(Stored dataset items)
= = =
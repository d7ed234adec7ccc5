// Copyright (c) 2025 Dimitris Kafetzis
//
// Licensed under the MIT License.
// See LICENSE file in the project root for full license information.
//
// SPDX-License-Identifier: MIT

//! Root-mean-square normalization: layer normalization without centering.

use crate::arith::{self, Saturate};
use crate::WorkPartition;

/// `out[j] = x[j] / sqrt(mean(x^2) + eps) * weight[j]`, groups split between workers.
pub fn rmsnorm_f32(
    input: &[f32],
    output: &mut [f32],
    weight: &[f32],
    epsilon: f32,
    last_dim: usize,
    part: WorkPartition,
) {
    debug_assert_eq!(input.len(), output.len());
    debug_assert_eq!(weight.len(), last_dim);
    if last_dim == 0 {
        return;
    }

    for g in part.block(input.len() / last_dim) {
        let src = &input[g * last_dim..(g + 1) * last_dim];
        let dst = &mut output[g * last_dim..(g + 1) * last_dim];
        let ms = src.iter().map(|&x| x * x).sum::<f32>() / last_dim as f32;
        let inv_rms = 1.0 / (ms + epsilon).sqrt();
        for ((d, &x), &w) in dst.iter_mut().zip(src).zip(weight) {
            *d = x * inv_rms * w;
        }
    }
}

/// Integer RMSNorm of 8-bit data.
///
/// With `x' = x + input_offset`: `std = isqrt(sum(x'^2) / L + 1)` and
/// `out[j] = clamp((x' * weight[j] / std) >> log2d, -128, 127)`.
pub fn irmsnorm_s8_s8<W>(
    input: &[i8],
    output: &mut [i8],
    weight: &[W],
    input_offset: i32,
    last_dim: usize,
    log2d: u32,
    part: WorkPartition,
) where
    W: Copy + Into<i32>,
{
    debug_assert_eq!(input.len(), output.len());
    debug_assert_eq!(weight.len(), last_dim);
    if last_dim == 0 {
        return;
    }

    for g in part.block(input.len() / last_dim) {
        let src = &input[g * last_dim..(g + 1) * last_dim];
        let dst = &mut output[g * last_dim..(g + 1) * last_dim];

        let sum: i64 = src
            .iter()
            .map(|&x| {
                let v = i64::from(i32::from(x) + input_offset);
                v * v
            })
            .sum();
        let std = arith::sqrt_q32(arith::mean_square_arg(sum, last_dim), 0);

        for ((d, &x), &w) in dst.iter_mut().zip(src).zip(weight) {
            let v = (i32::from(x) + input_offset).wrapping_mul(w.into()) / std;
            *d = i8::saturate_full(v >> log2d.min(31));
        }
    }
}
// Copyright (c) 2025 Dimitris Kafetzis
//
// Licensed under the MIT License.
// See LICENSE file in the project root for full license information.
//
// SPDX-License-Identifier: MIT

//! # harness
//!
//! Host-side test harness for the `kernel-core` kernels.
//!
//! The kernels leave worker management to the platform runtime. The harness
//! stands in for it:
//! - [`Target`] profiles give the worker count of each platform.
//! - [`Cluster`] runs one kernel call per worker, sequentially or on scoped
//!   threads.
//! - [`KernelCase`]s generate seeded inputs, compute golden results and
//!   count mismatching outputs.
//! - [`Harness`] resolves a [`HarnessConfig`] and produces a [`RunSummary`].

mod cases;
mod cluster;
mod config;
mod error;
mod metrics;
mod runner;
mod target;

pub use cases::{builtin_cases, find_case, KernelCase};
pub use cluster::{Cluster, ExecMode};
pub use config::HarnessConfig;
pub use error::HarnessError;
pub use metrics::{CaseOutcome, CaseReport, RunSummary};
pub use runner::{run_case, Harness};
pub use target::Target;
= = =
* _Exercise objective_
Look through the records above and please copy every line in which the string "weight" occurs.

* _Written answer_
/// `out[j] = x[j] / sqrt(mean(x^2) + eps) * weight[j]`, groups split between workers.
    weight: &[f32],
    debug_assert_eq!(weight.len(), last_dim);
        for ((d, &x), &w) in dst.iter_mut().zip(src).zip(weight) {
/// `out[j] = clamp((x' * weight[j] / std) >> log2d, -128, 127)`.
    weight: &[W],
    debug_assert_eq!(weight.len(), last_dim);
        for ((d, &x), &w) in dst.iter_mut().zip(src).zip(weight) {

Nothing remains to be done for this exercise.